Teaching to the Common Core: 1st Grade Math

Teaching to the Common Core: 1st Grade Math

 

In this video, Cotsen alumna Teri Malpass teaches a 1st Grade math class using “Math Wall” and cognitively guided instruction as students work to solve a word problem. Below you will find the Common Core State Standards addressed, as well as questions to consider while watching the video. Print in bold represents information found in the video.

CCSS.Math.Content.1.OA.A.1 Use addition and subtraction within 20 to solve word problems involving situations of adding to, taking from, putting together, taking apart, and comparing, with unknowns in all positions, e.g., by using objects (use of manipulatives with the first one-one conference), drawings, and equations with a symbol for the unknown number to represent the problem.
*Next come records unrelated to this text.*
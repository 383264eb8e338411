use serde::Deserialize;

/// Envelope returned by `service/v3/channels/{id}/live-detail`.
#[derive(Debug, Deserialize)]
pub struct LiveDetailResponse {
    #[serde(default)]
    pub code: Option<i64>,
    #[serde(default)]
    pub message: Option<String>,
    /// `null` when the channel has not broadcast for a long time.
    #[serde(default)]
    pub content: Option<LiveDetail>,
}

#[derive(Debug, Deserialize)]
#[serde(rename_all = "camelCase")]
pub struct LiveDetail {
    #[serde(default)]
    pub live_title: Option<String>,
    /// `OPEN` while broadcasting, `CLOSE` otherwise.
    #[serde(default)]
    pub status: Option<String>,
    #[serde(default)]
    pub live_category_value: Option<String>,
    /// Local (KST) time, e.g. `2024-05-01 21:00:00`.
    #[serde(default)]
    pub open_date: Option<String>,
    #[serde(default)]
    pub adult: bool,
    #[serde(default)]
    pub channel: Option<ChannelInfo>,
}

#[derive(Debug, Deserialize)]
#[serde(rename_all = "camelCase")]
pub struct ChannelInfo {
    #[serde(default)]
    pub channel_id: Option<String>,
    #[serde(default)]
    pub channel_name: Option<String>,
}

impl LiveDetail {
    pub fn is_open(&self) -> bool {
        self.status.as_deref() == Some("OPEN")
    }
}
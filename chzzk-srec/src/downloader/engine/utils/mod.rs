//! Utility modules for capture engines.

mod files;
mod process_runner;

pub use files::{ensure_output_dir, file_size};
pub use process_runner::{terminate_gracefully, wait_for_exit};
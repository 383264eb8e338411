//! Logging setup.
//!
//! Console output plus an append-only file at `{log_dir}/chzzk-srec.log`, both
//! stamped in the local timezone. `RUST_LOG` overrides the configured level.

use std::collections::VecDeque;
use std::io::{BufRead, BufReader};
use std::path::{Path, PathBuf};

use chrono::Local;
use tracing_appender::non_blocking::WorkerGuard;
use tracing_subscriber::{
    EnvFilter,
    fmt::{self, format::Writer, time::FormatTime},
    layer::SubscriberExt,
    util::SubscriberInitExt,
};

use crate::utils::fs;
use crate::{Error, Result};

/// File name of the log inside the log directory.
pub const LOG_FILE_NAME: &str = "chzzk-srec.log";

/// Crates whose events are recorded.
const LOG_TARGETS: &[&str] = &["chzzk_srec", "platforms_parser", "process_utils"];

/// Custom timer that uses the local timezone via chrono.
#[derive(Debug, Clone, Copy)]
struct LocalTimer;

impl FormatTime for LocalTimer {
    fn format_time(&self, w: &mut Writer<'_>) -> std::fmt::Result {
        let now = Local::now();
        write!(w, "{}", now.format("%Y-%m-%dT%H:%M:%S%.3f%:z"))
    }
}

/// Filter directive for `level` applied to every crate of the workspace.
pub fn default_filter(level: &str) -> String {
    LOG_TARGETS
        .iter()
        .map(|target| format!("{target}={level}"))
        .collect::<Vec<_>>()
        .join(",")
}

pub fn log_file_path(log_dir: &Path) -> PathBuf {
    log_dir.join(LOG_FILE_NAME)
}

/// Initialize the global subscriber.
///
/// Keep the returned guard alive for the lifetime of the process, dropping it
/// flushes the file writer.
pub fn init_logging(log_dir: &Path, level: &str) -> Result<WorkerGuard> {
    fs::ensure_dir_all_sync_with_op("creating log directory", log_dir)?;

    let file_appender = tracing_appender::rolling::never(log_dir, LOG_FILE_NAME);
    let (non_blocking, guard) = tracing_appender::non_blocking(file_appender);

    let filter =
        EnvFilter::try_from_default_env().unwrap_or_else(|_| EnvFilter::new(default_filter(level)));

    tracing_subscriber::registry()
        .with(filter)
        .with(fmt::layer().with_ansi(true).with_timer(LocalTimer))
        .with(
            fmt::layer()
                .with_writer(non_blocking)
                .with_ansi(false)
                .with_timer(LocalTimer),
        )
        .try_init()
        .map_err(|e| Error::Other(format!("Failed to set global default subscriber: {e}")))?;

    Ok(guard)
}

/// Console-only logging for short-lived commands (`stop`, `status`).
pub fn init_console_logging(level: &str) {
    let filter =
        EnvFilter::try_from_default_env().unwrap_or_else(|_| EnvFilter::new(default_filter(level)));
    let _ = tracing_subscriber::registry()
        .with(filter)
        .with(fmt::layer().with_ansi(true).with_timer(LocalTimer))
        .try_init();
}

/// Last `count` lines of the log file. A missing file yields no lines.
pub fn tail_lines(path: &Path, count: usize) -> Result<Vec<String>> {
    let file = match std::fs::File::open(path) {
        Ok(file) => file,
        Err(e) if e.kind() == std::io::ErrorKind::NotFound => return Ok(Vec::new()),
        Err(e) => return Err(Error::io_path("opening log file", path, e)),
    };

    let mut tail = VecDeque::with_capacity(count);
    for line in BufReader::new(file).lines() {
        let line = line.map_err(|e| Error::io_path("reading log file", path, e))?;
        if count == 0 {
            continue;
        }
        if tail.len() == count {
            tail.pop_front();
        }
        tail.push_back(line);
    }
    Ok(tail.into())
}

#[cfg(test)]
mod tests {
    use super::*;
    use tempfile::TempDir;

    #[test]
    fn test_default_filter_covers_workspace_crates() {
        let filter = default_filter("debug");
        assert_eq!(
            filter,
            "chzzk_srec=debug,platforms_parser=debug,process_utils=debug"
        );
        assert!(EnvFilter::try_new(&filter).is_ok());
    }

    #[test]
    fn test_tail_lines_returns_last_lines() {
        let temp = TempDir::new().unwrap();
        let path = log_file_path(temp.path());
        let content: String = (1..=30).map(|i| format!("line {i}\n")).collect();
        std::fs::write(&path, content).unwrap();

        let lines = tail_lines(&path, 3).unwrap();
        assert_eq!(lines, vec!["line 28", "line 29", "line 30"]);
        assert_eq!(tail_lines(&path, 100).unwrap().len(), 30);
        assert!(tail_lines(&path, 0).unwrap().is_empty());
    }

    #[test]
    fn test_tail_lines_missing_file_is_empty() {
        let temp = TempDir::new().unwrap();
        let lines = tail_lines(&temp.path().join("absent.log"), 5).unwrap();
        assert!(lines.is_empty());
    }
}
//! Capture launcher trait and session types.

use async_trait::async_trait;
use chrono::{DateTime, Utc};
use serde::{Deserialize, Serialize};
use std::path::{Path, PathBuf};
use std::time::Duration;
use tokio::process::Child;
use tokio_util::sync::CancellationToken;

use super::utils::{file_size, wait_for_exit};
use crate::Result;
use crate::monitor::LiveStream;

/// Lifecycle status of a capture session.
#[derive(Debug, Clone, Copy, PartialEq, Eq, Serialize, Deserialize)]
#[serde(rename_all = "lowercase")]
pub enum CaptureStatus {
    Running,
    Completed,
    Failed,
}

/// How a capture child process ended.
#[derive(Debug, Clone, Copy, PartialEq, Eq, Serialize, Deserialize)]
pub enum ExitOutcome {
    /// Exit code 0.
    Completed,
    /// Nonzero exit code, `-1` when killed by a signal or the wait failed.
    FailedWithCode(i32),
    /// Terminated by us during shutdown.
    Killed,
}

impl ExitOutcome {
    pub fn is_success(&self) -> bool {
        matches!(self, ExitOutcome::Completed)
    }
}

impl std::fmt::Display for ExitOutcome {
    fn fmt(&self, f: &mut std::fmt::Formatter<'_>) -> std::fmt::Result {
        match self {
            ExitOutcome::Completed => write!(f, "completed"),
            ExitOutcome::FailedWithCode(code) => write!(f, "failed with code {code}"),
            ExitOutcome::Killed => write!(f, "killed"),
        }
    }
}

/// One running capture: the child process and the file it writes.
///
/// Dropping the session kills the child.
#[derive(Debug)]
pub struct CaptureSession {
    started_at: DateTime<Utc>,
    output_path: PathBuf,
    child: Child,
    pid: Option<u32>,
    status: CaptureStatus,
}

impl CaptureSession {
    pub fn new(child: Child, output_path: impl Into<PathBuf>) -> Self {
        let pid = child.id();
        Self {
            started_at: Utc::now(),
            output_path: output_path.into(),
            child,
            pid,
            status: CaptureStatus::Running,
        }
    }

    pub fn started_at(&self) -> DateTime<Utc> {
        self.started_at
    }

    pub fn output_path(&self) -> &Path {
        &self.output_path
    }

    pub fn pid(&self) -> Option<u32> {
        self.pid
    }

    pub fn status(&self) -> CaptureStatus {
        self.status
    }

    /// Bytes written so far, `0` when the file does not exist yet.
    pub async fn output_size(&self) -> u64 {
        file_size(&self.output_path).await.unwrap_or(0)
    }

    /// Suspend until the child exits or `shutdown` is cancelled.
    ///
    /// On shutdown the child is terminated gracefully (see
    /// [`terminate_gracefully`](super::utils::terminate_gracefully)) and the
    /// outcome is [`ExitOutcome::Killed`].
    pub async fn wait_for_exit(
        &mut self,
        shutdown: &CancellationToken,
        grace: Duration,
    ) -> ExitOutcome {
        let outcome = wait_for_exit(&mut self.child, shutdown, grace).await;
        self.status = if outcome.is_success() {
            CaptureStatus::Completed
        } else {
            CaptureStatus::Failed
        };
        outcome
    }
}

/// Starts capture processes.
#[async_trait]
pub trait CaptureLauncher: Send + Sync + 'static {
    /// Human-readable engine name for logs.
    fn name(&self) -> &str;

    /// Start capturing `stream` into `output` and return immediately.
    ///
    /// Failing to start the process is an [`Error::Launch`](crate::Error::Launch).
    async fn launch(&self, stream: &LiveStream, output: &Path) -> Result<CaptureSession>;
}
//! Output file naming.

use std::collections::HashSet;
use std::path::{Path, PathBuf};

use chrono::{DateTime, Local};

use crate::monitor::LiveStream;
use crate::utils::filename::sanitize_component;

/// Byte limits keep the full name well under the usual 255-byte cap.
const MAX_CHANNEL_BYTES: usize = 64;
const MAX_TITLE_BYTES: usize = 120;

/// Issues unique recording paths of the form
/// `{YYYYmmdd-HHMMSS}_{channel}_{title}.{ext}`.
///
/// A name already issued by this namer or already present on disk gets a
/// `_{n}` suffix, so two sessions never share an output file.
#[derive(Debug)]
pub struct OutputNamer {
    output_dir: PathBuf,
    extension: String,
    issued: HashSet<PathBuf>,
}

impl OutputNamer {
    pub fn new(output_dir: impl Into<PathBuf>, extension: impl Into<String>) -> Self {
        Self {
            output_dir: output_dir.into(),
            extension: extension.into(),
            issued: HashSet::new(),
        }
    }

    pub fn output_dir(&self) -> &Path {
        &self.output_dir
    }

    /// Next path for `stream`, stamped with the current local time.
    pub fn next_path(&mut self, stream: &LiveStream) -> PathBuf {
        self.next_path_at(stream, Local::now())
    }

    pub fn next_path_at(&mut self, stream: &LiveStream, at: DateTime<Local>) -> PathBuf {
        let stem = format!(
            "{}_{}_{}",
            at.format("%Y%m%d-%H%M%S"),
            sanitize_component(&stream.channel_name, MAX_CHANNEL_BYTES),
            sanitize_component(&stream.title, MAX_TITLE_BYTES),
        );

        let mut candidate = self.path_for(&stem);
        let mut n = 1u32;
        while self.issued.contains(&candidate) || candidate.exists() {
            candidate = self.path_for(&format!("{stem}_{n}"));
            n += 1;
        }

        self.issued.insert(candidate.clone());
        candidate
    }

    fn path_for(&self, stem: &str) -> PathBuf {
        self.output_dir.join(format!("{stem}.{}", self.extension))
    }
}

#[cfg(test)]
mod tests {
    use super::*;
    use chrono::TimeZone;
    use tempfile::TempDir;

    fn stream(title: &str) -> LiveStream {
        LiveStream {
            channel_id: "abc123".to_string(),
            channel_name: "스트리머".to_string(),
            title: title.to_string(),
            category: None,
            opened_at: None,
            stream_url: "https://chzzk.naver.com/live/abc123".to_string(),
        }
    }

    fn at() -> DateTime<Local> {
        Local.with_ymd_and_hms(2024, 5, 1, 21, 3, 9).unwrap()
    }

    fn file_name(path: &Path) -> &str {
        path.file_name().unwrap().to_str().unwrap()
    }

    #[test]
    fn test_name_layout_and_sanitization() {
        let temp = TempDir::new().unwrap();
        let mut namer = OutputNamer::new(temp.path(), "mp4");
        let path = namer.next_path_at(&stream("new/game: day 1?"), at());

        assert_eq!(path.parent(), Some(temp.path()));
        assert_eq!(file_name(&path), "20240501-210309_스트리머_new_game_ day 1_.mp4");
    }

    #[test]
    fn test_same_second_names_are_distinct() {
        let temp = TempDir::new().unwrap();
        let mut namer = OutputNamer::new(temp.path(), "ts");

        let names: Vec<PathBuf> = (0..3)
            .map(|_| namer.next_path_at(&stream("same"), at()))
            .collect();
        assert_eq!(file_name(&names[0]), "20240501-210309_스트리머_same.ts");
        assert_eq!(file_name(&names[1]), "20240501-210309_스트리머_same_1.ts");
        assert_eq!(file_name(&names[2]), "20240501-210309_스트리머_same_2.ts");
    }

    #[test]
    fn test_existing_file_is_not_reused() {
        let temp = TempDir::new().unwrap();
        std::fs::write(temp.path().join("20240501-210309_스트리머_same.mp4"), b"old").unwrap();

        let mut namer = OutputNamer::new(temp.path(), "mp4");
        let path = namer.next_path_at(&stream("same"), at());
        assert_eq!(file_name(&path), "20240501-210309_스트리머_same_1.mp4");
    }

    #[test]
    fn test_long_title_is_truncated() {
        let temp = TempDir::new().unwrap();
        let mut namer = OutputNamer::new(temp.path(), "mp4");
        let path = namer.next_path_at(&stream(&"가".repeat(200)), at());
        assert!(file_name(&path).len() < 255);
    }
}
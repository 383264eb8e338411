//! Filename sanitization for recording names.
//!
//! Titles and channel names come straight from the metadata source and may
//! contain path separators, control characters or names that are reserved on
//! some filesystems. Korean, Japanese and Chinese text is kept as-is.

/// Characters rejected by at least one common filesystem.
const INVALID_CHARS: &[char] = &['<', '>', ':', '"', '/', '\\', '|', '?', '*'];

/// Reserved device names on Windows (case-insensitive).
const RESERVED_NAMES: &[&str] = &[
    "CON", "PRN", "AUX", "NUL", "COM1", "COM2", "COM3", "COM4", "COM5", "COM6", "COM7", "COM8",
    "COM9", "LPT1", "LPT2", "LPT3", "LPT4", "LPT5", "LPT6", "LPT7", "LPT8", "LPT9",
];

const FALLBACK: &str = "unnamed";

/// Sanitize one filename component.
///
/// Invalid and control characters become `_` (runs collapse to one), leading and
/// trailing spaces and dots are trimmed, reserved names get a `_` prefix and an
/// empty result becomes `"unnamed"`.
///
/// ```
/// use chzzk_srec::utils::filename::sanitize_filename;
///
/// assert_eq!(sanitize_filename("talk / chill?"), "talk _ chill_");
/// assert_eq!(sanitize_filename("오늘의 방송"), "오늘의 방송");
/// assert_eq!(sanitize_filename(""), "unnamed");
/// ```
pub fn sanitize_filename(input: &str) -> String {
    let mut result = String::with_capacity(input.len());
    let mut last_was_replacement = false;

    for c in input.chars() {
        if c.is_control() || INVALID_CHARS.contains(&c) {
            if !last_was_replacement {
                result.push('_');
                last_was_replacement = true;
            }
        } else {
            result.push(c);
            last_was_replacement = false;
        }
    }

    let trimmed = result.trim_matches(|c| c == ' ' || c == '.');
    if trimmed.is_empty() {
        return FALLBACK.to_string();
    }

    let upper = trimmed.to_uppercase();
    let stem = upper.split('.').next().unwrap_or_default();
    if RESERVED_NAMES.contains(&stem) {
        return format!("_{trimmed}");
    }

    trimmed.to_string()
}

/// Sanitize `input` and cut it to at most `max_bytes` bytes on a char boundary.
pub fn sanitize_component(input: &str, max_bytes: usize) -> String {
    let sanitized = sanitize_filename(input);
    if sanitized.len() <= max_bytes {
        return sanitized;
    }

    let mut end = max_bytes;
    while end > 0 && !sanitized.is_char_boundary(end) {
        end -= 1;
    }
    let cut = sanitized[..end].trim_end_matches(|c| c == ' ' || c == '.');
    if cut.is_empty() {
        FALLBACK.to_string()
    } else {
        cut.to_string()
    }
}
CCSS.Math.Content.1.NBT.B.2 Understand that the two digits of a two-digit number represent amounts of tens and ones. Understand the following as special cases: (84… “which number is in the one’s house?  The ten’s house?”)

    • CCSS.Math.Content.1.NBT.B.2a 10 can be thought of as a bundle of ten ones — called a “ten.”
    • CCSS.Math.Content.1.NBT.B.2b The numbers from 11 to 19 are composed of a ten and one, two, three, four, five, six, seven, eight, or nine ones.
    • CCSS.Math.Content.1.NBT.B.2c The numbers 10, 20, 30, 40, 50, 60, 70, 80, 90 refer to one, two, three, four, five, six, seven, eight, or nine tens (and 0 ones). (“2,4,6,8…it’s the same with 20,40,60,80”)

CCSS.Math.Content.1.NBT.C.4 Add within 100, including adding a two-digit number and a one-digit number, and adding a two-digit number and a multiple of 10, using concrete models or drawings and strategies based on place value, properties of operations, and/or the relationship between addition and subtraction; relate the strategy to a written method and explain the reasoning used. Understand that in adding two-digit numbers, one adds tens and tens, ones and ones; and sometimes it is necessary to compose a ten. (75+9)

CCSS.Math.Content.1.NBT.C.5 Given a two-digit number, mentally find 10 more or 10 less than the number, without having to count; explain the reasoning used. (“What if you added 75 plus 10 more, where would you be?”)

CCSS.Math.Content.1.MD.C.4 Organize, represent, and interpret data with up to three categories; ask and answer questions about the total number of data points, how many in each category, and how many more or less are in one category than in another. (Students’ ability to identify how many total candies, how many with nuts, and how many without)

Questions:

  • How does the teacher’s use of questioning during the one-one conferences encourage or elicit thoughtful responses or reveal student thinking?
  • What practices do you see that promote or have resulted in student autonomy?
  • What do you see or hear during the one-one conferences that suggests a deep level of understanding?
  • If the lesson appears to be above standard, what student behaviors indicate that the content is appropriate for the students?
  • How would you describe the differentiation that you observe in the Problem of the Day?  How does the differentiation affect student engagement?